Эти эффекты наших чувственных раздражений, которым свойственно прерывать раздражения, столь же многообразны, как и эти последние. Можно, однако, связать их общею формулой и заключить: совокупность эффектов с конечной направленностью составляет сферу явлений практических.
Но есть и иные эффекты наших восприятий — прямо противоположные вышеназванным: они вызывают в нас влечение, потребность и внутреннюю трансформацию, которые способны удерживать, находить или же восстанавливать исходные восприятия.
Если человек голоден, чувство голода понуждает его поступить таким образом, чтобы голод как можно скорее исчез; но если он наслаждается пищей, наслаждение это захочет в нем удержаться — продолжиться или возобновиться. Голод толкает нас прекратить ощущение; наслаждение — развить его в новое; и две эти направленности станут достаточно независимыми, чтобы человек научился вскоре разбираться в пище и есть, не испытывая голода.
Все сказанное о голоде позволительно отнести к потребности любви, как равно и ко всем категориям ощущений, ко всем способам чувствования, в какие может подчас вмешаться сознательное действие, которое стремится восстановить, продолжить или усилить то, что действие непроизвольное, по-видимому, призвано уничтожить.
Зрение, осязание, обоняние, слух, движение, речь побуждают нас время от времени задерживаться на ощущениях, ими вызванных, их упрочивать или воссоздавать.
Совокупность этих эффектов с бесконечной направленностью, которые я здесь обозначил, может составить сферу явлений эстетических.
Чтобы обосновать термин «бесконечный» и сообщить ему точный смысл, достаточно напомнить, что в этой сфере удовлетворение восстанавливает потребность, следствие воскрешает причину, наличие порождает отсутствие и обладание — жажду.

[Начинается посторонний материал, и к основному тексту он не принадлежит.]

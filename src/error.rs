//! Custom error types for the tuning library.
//!
//! This module defines the primary error type, `TuningError`, for the whole crate.
//! Using the `thiserror` crate, it provides a centralized and consistent way to handle
//! the different kinds of failures that can occur, from configuration and file I/O
//! issues to gate-mapping and scan-job problems.
//!
//! ## Error Hierarchy
//!
//! - **Gate mapping**: `UnknownGate`, `UnknownInstrument`, `InvalidChannel`,
//!   `InvalidBoundary`, `OutOfBounds`. Raised by the virtual DAC façade; a missing
//!   mapping always propagates to the caller.
//! - **Scans**: `InvalidScanJob`, `UnknownDetector`, `Engine`, `Background`, `Instrument`.
//! - **Datasets**: `DatasetShape`, `MissingArray`, `DatasetNotFound`, `Io`, `Serialization`.
//! - **Analysis**: `Analysis` for traces that cannot be analysed.
//! - **Configuration**: `Config` wraps figment extraction errors, `Configuration`
//!   holds semantic validation failures.
//!
//! By using `#[from]`, `TuningError` can be created from the underlying error types,
//! so the `?` operator works throughout the crate.

use thiserror::Error;

/// Convenience alias for results using the crate error type.
pub type AppResult<T> = std::result::Result<T, TuningError>;

/// Primary error type for gate control, scans and analysis.
#[derive(Error, Debug)]
pub enum TuningError {
    /// Gate name is not present in the gate map.
    #[error("{dac} has no gate {gate}")]
    UnknownGate {
        /// Name of the virtual DAC that was queried
        dac: String,
        /// Gate that was requested
        gate: String,
    },

    /// Gate map refers to an instrument that is not registered.
    #[error("Unknown instrument: {0}")]
    UnknownInstrument(String),

    /// Instrument has no such channel.
    #[error("Instrument '{instrument}' has no channel {channel}")]
    InvalidChannel {
        /// Instrument name
        instrument: String,
        /// Requested channel number
        channel: u32,
    },

    /// Boundary pair with `low > high`, or an empty intersection.
    #[error("Invalid boundary for gate {gate}: ({low}, {high})")]
    InvalidBoundary {
        /// Gate the boundary was meant for
        gate: String,
        /// Lower bound
        low: f64,
        /// Upper bound
        high: f64,
    },

    /// A value was rejected because it lies outside the allowed range.
    #[error("Value {value} for {target} is outside the range ({low}, {high})")]
    OutOfBounds {
        /// Gate or channel the value was meant for
        target: String,
        /// Rejected value
        value: f64,
        /// Lower bound
        low: f64,
        /// Upper bound
        high: f64,
    },

    /// Scan job is missing data required by the scan.
    #[error("Invalid scan job: {0}")]
    InvalidScanJob(String),

    /// Detector lookup failed on the station.
    #[error("Station has no detector {0}")]
    UnknownDetector(String),

    /// Error reported by a backing instrument or detector.
    #[error("Instrument error: {0}")]
    Instrument(String),

    /// Run engine refused or could not execute a plan.
    #[error("Run engine error: {0}")]
    Engine(String),

    /// Background measurement failed or was lost.
    #[error("Background measurement error: {0}")]
    Background(String),

    /// Inconsistent names or shapes while building a dataset.
    #[error("{0}")]
    DatasetShape(String),

    /// Dataset lacks the requested array.
    #[error("Dataset has no array {0}")]
    MissingArray(String),

    /// Stored dataset does not exist.
    #[error("could not load file {}", .0.display())]
    DatasetNotFound(std::path::PathBuf),

    /// Trace cannot be analysed.
    #[error("Analysis error: {0}")]
    Analysis(String),

    /// I/O error while reading or writing datasets.
    #[error("I/O error: {0}")]
    Io(#[from] std::io::Error),

    /// JSON (de)serialization error.
    #[error("Serialization error: {0}")]
    Serialization(#[from] serde_json::Error),

    /// Configuration extraction error.
    #[error("Configuration error: {0}")]
    Config(#[from] Box<figment::Error>),

    /// Semantic configuration error.
    #[error("Configuration validation error: {0}")]
    Configuration(String),
}

impl From<figment::Error> for TuningError {
    fn from(value: figment::Error) -> Self {
        TuningError::Config(Box::new(value))
    }
}

impl TuningError {
    /// Convenience constructor for [`TuningError::UnknownGate`].
    pub fn unknown_gate(dac: impl Into<String>, gate: impl Into<String>) -> Self {
        TuningError::UnknownGate {
            dac: dac.into(),
            gate: gate.into(),
        }
    }
}

#[cfg(test)]
mod tests {
    use super::*;

    #[test]
    fn unknown_gate_message_names_the_dac() {
        let err = TuningError::unknown_gate("gates", "P7");
        assert_eq!(err.to_string(), "gates has no gate P7");
    }

    #[test]
    fn io_errors_convert_with_question_mark() {
        fn open() -> AppResult<()> {
            Err(std::io::Error::new(std::io::ErrorKind::NotFound, "missing"))?;
            Ok(())
        }
        assert!(matches!(open(), Err(TuningError::Io(_))));
    }
}
#[cfg(test)]
mod tests {
    use super::*;
    use crate::gates::{ChannelRef, GateMap};
    use crate::instrument::{DacInstrument, VirtualIvvi};
    use crate::plans::{GridScan, LineScan};
    use crate::sweep::SweepValues;
    use async_trait::async_trait;
    use tracing_test::traced_test;

    struct GateEcho {
        gates: Arc<VirtualDac>,
    }

    #[async_trait]
    impl Readable for GateEcho {
        fn name(&self) -> &str {
            "echo"
        }

        async fn read(&self) -> anyhow::Result<f64> {
            Ok(self.gates.get("L")? * 10.0 + self.gates.get("R")?)
        }
    }

    struct Broken;

    #[async_trait]
    impl Readable for Broken {
        fn name(&self) -> &str {
            "broken"
        }

        async fn read(&self) -> anyhow::Result<f64> {
            anyhow::bail!("integration timeout")
        }
    }

    fn setup() -> (Arc<VirtualDac>, RunEngine) {
        let ivvi: Arc<dyn DacInstrument> = Arc::new(VirtualIvvi::new("ivvi"));
        let mut map = GateMap::new();
        map.insert("L".into(), ChannelRef::index(0, 1));
        map.insert("R".into(), ChannelRef::index(0, 2));
        let gates = Arc::new(VirtualDac::new("gates", vec![ivvi], map));
        let engine = RunEngine::new(
            Arc::clone(&gates),
            vec![
                Arc::new(GateEcho {
                    gates: Arc::clone(&gates),
                }),
                Arc::new(Broken),
            ],
        );
        (gates, engine)
    }

    fn sweep(gate: &str, start: f64, end: f64, step: f64) -> SweepValues {
        SweepValues::new(gate, start, end, step, None).unwrap()
    }

    #[tokio::test]
    async fn test_grid_scan_fills_dataset() {
        let (gates, engine) = setup();
        let plan = GridScan::new(sweep("L", 1.0, 3.0, 1.0), sweep("R", 0.0, 3.0, 1.0))
            .with_detector("echo");

        let ds = engine.run(Box::new(plan)).await.unwrap();
        let echo = ds.array("echo").unwrap();
        assert_eq!(echo.shape, vec![2, 3]);
        assert_eq!(echo.data, vec![10.0, 11.0, 12.0, 20.0, 21.0, 22.0]);
        assert_eq!(gates.get("L").unwrap(), 2.0);
        assert_eq!(engine.state().await, EngineState::Idle);
    }

    #[tokio::test]
    async fn test_read_failure_fails_run() {
        let (_, engine) = setup();
        let mut rx = engine.subscribe();
        let plan = LineScan::new(sweep("L", 0.0, 2.0, 1.0)).with_detector("broken");

        let err = engine.run(Box::new(plan)).await.unwrap_err();
        assert!(err.to_string().contains("integration timeout"));
        assert_eq!(engine.state().await, EngineState::Idle);

        let mut last = None;
        while let Ok(event) = rx.try_recv() {
            last = Some(event);
        }
        assert_eq!(
            last,
            Some(ScanEvent::Stop {
                exit_status: ExitStatus::Fail,
                num_events: 0
            })
        );
    }

    #[tokio::test]
    async fn test_unknown_detector_is_rejected() {
        let (_, engine) = setup();
        let plan = LineScan::new(sweep("L", 0.0, 2.0, 1.0)).with_detector("keithley9");
        assert!(matches!(
            engine.run(Box::new(plan)).await,
            Err(TuningError::UnknownDetector(_))
        ));
    }

    #[tokio::test]
    async fn test_cannot_abort_idle_engine() {
        let (_, engine) = setup();
        assert!(engine.abort("test").await.is_err());
    }

    #[tokio::test]
    async fn test_background_job_lifecycle() {
        let (_, engine) = setup();
        let engine = Arc::new(engine);
        let jobs = BackgroundJobs::new();

        let plan = LineScan::new(sweep("L", 0.0, 5.0, 1.0))
            .with_detector("echo")
            .with_delay(0.02);
        jobs.spawn(Arc::clone(&engine), Box::new(plan)).unwrap();
        assert_eq!(jobs.current().as_deref(), Some("line_scan"));

        let again = LineScan::new(sweep("L", 0.0, 1.0, 1.0));
        assert!(jobs.spawn(Arc::clone(&engine), Box::new(again)).is_err());

        assert!(jobs.wait_finished(100, Duration::from_millis(10)).await);
        let ds = jobs.join().await.unwrap();
        assert_eq!(ds.array("echo").unwrap().data, vec![0.0, 10.0, 20.0, 30.0, 40.0]);
        assert!(jobs.join().await.is_err());
    }

    #[tokio::test]
    async fn test_background_abort_keeps_partial_data() {
        let (_, engine) = setup();
        let engine = Arc::new(engine);
        let jobs = BackgroundJobs::new();

        let plan = LineScan::new(sweep("L", 0.0, 200.0, 1.0))
            .with_detector("echo")
            .with_delay(0.01);
        jobs.spawn(Arc::clone(&engine), Box::new(plan)).unwrap();
        sleep(Duration::from_millis(50)).await;
        jobs.abort("operator").await.unwrap();

        let ds = jobs.join().await.unwrap();
        let echo = ds.array("echo").unwrap();
        assert!(!echo.data[0].is_nan());
        assert!(echo.data[199].is_nan());
    }

    #[traced_test]
    #[tokio::test]
    async fn test_wait_finished_gives_up_on_long_job() {
        let (_, engine) = setup();
        let engine = Arc::new(engine);
        let jobs = BackgroundJobs::new();

        let plan = LineScan::new(sweep("L", 0.0, 200.0, 1.0))
            .with_detector("echo")
            .with_delay(0.01);
        jobs.spawn(Arc::clone(&engine), Box::new(plan)).unwrap();

        assert!(!jobs.wait_finished(1, Duration::from_millis(10)).await);
        assert!(jobs.is_running());
        assert!(logs_contain("background job not finished"));

        jobs.abort("test").await.unwrap();
        jobs.join().await.unwrap();
    }
}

Если в сфере, которую я именую практической, достигнутая цель полностью стирает физическую обусловленность действия (и даже сама его длительность словно бы поглощается результатом или же оставляет лишь слабое, призрачное воспоминание), в сфере эстетической происходит нечто прямо противоположное.
В этом «мире чувствительности» ощущение и его ожидание в каком‑то смысле взаимозависимы, они перекликаются до бесконечности, подобно тому, что наблюдаем мы в «мире красок», когда после сильного раздражения сетчатки чередуются, заменяя друг друга, дополнительные цвета.
Это своеобразное колебание не может окончиться само по себе: его исчерпывает или прерывает лишь какое‑то постороннее обстоятельство, — например, усталость, — которое останавливает его, прекратив либо отсрочив его возобновление.
В частности, усталость сопровождается ослаблением чувствительности к предмету недавнего наслаждения или желания: мы вынуждены сменить объект.
Эта смена становится целью в себе: разнообразие понуждает искать себя в качестве дополнителя к длительности ощущения и средства от пресыщения, которое следует за исчерпанием конечных возможностей нашего организма, возбуждаемого бесконечной, локальной, конкретной направленностью; таким образом, мы оказываемся в некой системе пересекающихся функций, — системе, обусловленной нарушениями всех форм ее деятельности.
Чтобы влечение оставалось возможным, мы должны обратить его на что‑то иное; и потребность в замене возникает как признак влечения к самому влечению или же влечения к чему угодно, что могло бы заставить к себе вожделеть.
Если, однако, этого не происходит, если наша среда не предлагает нам в короткий срок какого‑либо объекта, способного заполнить нас бесконечными превращениями, наша чувствительность побуждается черпать в самой себе желанные образы, подобно тому как жажда рождает видения изумительно свежих напитков…
Эти чрезвычайно простые соображения позволяют обозначить и достаточно четко определить особую область, которая питается восприятиями и которая складывается из тех внутренних связей и тех специфических колебаний нашей чувствительности, какие я отнес к сфере явлений эстетических. Но сфера конечных направленностей, сфера практическая, которая есть не что иное» как сфера действования, самыми различными путями сочетается с вышеназванной. В частности, то, что мы именуем «произведением искусства», есть результат такого действования, конечная цель которого — вызвать в ком‑либо бесконечные превращения. Отсюда следует, что художник есть двойственное существо, ибо он строит законы и орудия мира действования, чтобы в конечном итоге породить мир чувственного резонанса. Предпринималось немало попыток, дабы свести две эти направленности к какой‑то одной: у эстетики нет иной цели. Но проблема по сей день хранит свою тайну.